He was right, of course. Charlotte pressed her lips together, to keep them from speaking the thoughts swirling through her mind. She loved Matthew. Always, she would love Matthew, and she never wanted that to change, did she?
She and William had something different— a mutual friendship and respect, and she needed to be content with that. Marrying each other had not been a first choice for either; that it was working out so well needn’t alter anything else— past or future.
She swallowed the regret that came with these sensible thoughts and tugged her hand carefully from his.
With a smile she did not quite feel, she clasped her hands together and stood, determined to be content and grateful for all she had.
December 24
“It is the loveliest tree I have ever seen,” Charlotte exclaimed for at least the tenth time as she stood back to admire their handiwork. During the afternoon hours, she and William had been busy tying ribbons and carefully placing candles— from one of the many boxes he’d brought home yesterday— upon the tree.

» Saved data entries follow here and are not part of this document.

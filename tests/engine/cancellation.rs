use std::sync::Arc;
use std::sync::atomic::{AtomicUsize, Ordering};

use optimizer_engine::domain::Domain;
use optimizer_engine::parameter::ParameterDescriptor;
use optimizer_engine::plugin::{Algorithm, Solution};
use optimizer_engine::{
    AlgorithmSweepSpec, CancellationToken, Error, EvaluationError, Evaluator, FitnessFunctionSpec,
};

use crate::common::Fixture;

fn sweep_recorder(engine: &optimizer_engine::Engine) -> optimizer_engine::Result<usize> {
    engine
        .run_multi_algorithm_sweep(
            &[AlgorithmSweepSpec::new("Recorder", vec![1.0, 0.5])],
            &FitnessFunctionSpec::new("Sphere", "[[-1,1]]"),
            10.0,
            20.0,
        )
        .map(|results| results.len())
}

#[test]
fn test_stopped_token_rejects_requests() {
    let fx = Fixture::new();
    let engine = fx.engine();
    engine.cancellation_token().stop();

    assert!(matches!(sweep_recorder(&engine), Err(Error::Cancelled)));
    let err = engine
        .run_single_algorithm_against_functions(
            "Recorder",
            &[FitnessFunctionSpec::new("Sphere", "[[-1,1]]")],
            &[],
        )
        .unwrap_err();
    assert_eq!(err.code(), "cancelled");
    assert_eq!(err.to_string(), "calculations were stopped");
    assert!(fx.calls().is_empty());
}

#[test]
fn test_resume_allows_new_requests() {
    let fx = Fixture::new();
    let engine = fx.engine();
    let token = engine.cancellation_token();

    token.stop();
    assert!(sweep_recorder(&engine).is_err());
    token.resume();
    assert_eq!(sweep_recorder(&engine).unwrap(), 1);
    assert_eq!(fx.calls().len(), 9);
}

/// Stops the shared token from inside its second `solve` call.
struct StopsOnSecondCall {
    token: CancellationToken,
    calls: Arc<AtomicUsize>,
}

impl Algorithm for StopsOnSecondCall {
    fn name(&self) -> &str {
        "StopsOnSecondCall"
    }

    fn parameter_descriptors(&self) -> Vec<ParameterDescriptor> {
        vec![ParameterDescriptor::new("x", "knob", 0.0, 4.0)]
    }

    fn solve(
        &mut self,
        evaluator: &Evaluator<'_>,
        domain: &Domain,
        parameters: &[f64],
    ) -> Result<Solution, EvaluationError> {
        if self.calls.fetch_add(1, Ordering::SeqCst) == 1 {
            self.token.stop();
        }
        let point: Vec<f64> = (0..domain.dimension()).map(|d| domain.lower(d)).collect();
        let value = evaluator.evaluate(&point)? + parameters[0];
        Ok(Solution {
            best_point: point,
            best_value: value,
        })
    }
}

#[test]
fn test_stop_between_configurations() {
    let fx = Fixture::new();
    let token = CancellationToken::new();
    let calls = Arc::new(AtomicUsize::new(0));

    let (t, c) = (token.clone(), Arc::clone(&calls));
    fx.store.register_algorithm("StopsOnSecondCall", move || StopsOnSecondCall {
        token: t.clone(),
        calls: Arc::clone(&c),
    });

    let engine = fx.builder().cancellation_token(token.clone()).build();
    let err = engine
        .run_multi_algorithm_sweep(
            &[AlgorithmSweepSpec::new("StopsOnSecondCall", vec![1.0])],
            &FitnessFunctionSpec::new("Sphere", "[[0,1]]"),
            4.0,
            1.0,
        )
        .unwrap_err();

    assert!(matches!(err, Error::Cancelled));
    // The in-flight call finishes; the third configuration never starts.
    assert_eq!(calls.load(Ordering::SeqCst), 2);
    assert!(token.is_stopped());
}

#[test]
fn test_engine_clones_share_token() {
    let fx = Fixture::new();
    let engine = fx.engine();
    let clone = engine.clone();

    clone.cancellation_token().stop();
    assert!(engine.cancellation_token().is_stopped());
    assert!(matches!(sweep_recorder(&engine), Err(Error::Cancelled)));
}

#[test]
fn test_one_token_many_engines() {
    let fx = Fixture::new();
    let token = CancellationToken::new();
    let first = fx.builder().cancellation_token(token.clone()).build();
    let second = fx.builder().cancellation_token(token.clone()).build();

    token.stop();
    assert!(sweep_recorder(&first).is_err());
    assert!(sweep_recorder(&second).is_err());
}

The fresh pine scent engulfed the room, and Charlotte felt that if she but closed her eyes she would find herself a little girl again, trudging with her father through the forest near their home in France as they searched for the perfect tree.
As if he’d read her mind, William promised, “Next year you and Alec can come with me to help find the tree. And we will plan ahead and make an outing of it, so it is not a before-dawn-until-dark expedition as was yesterday’s.”
Next year. “You cannot know how good it feels to hear that,” Charlotte said, bestowing a smile of gratitude upon him.
William chuckled. “If it means that much to you, perhaps we should get a tree for every holiday.”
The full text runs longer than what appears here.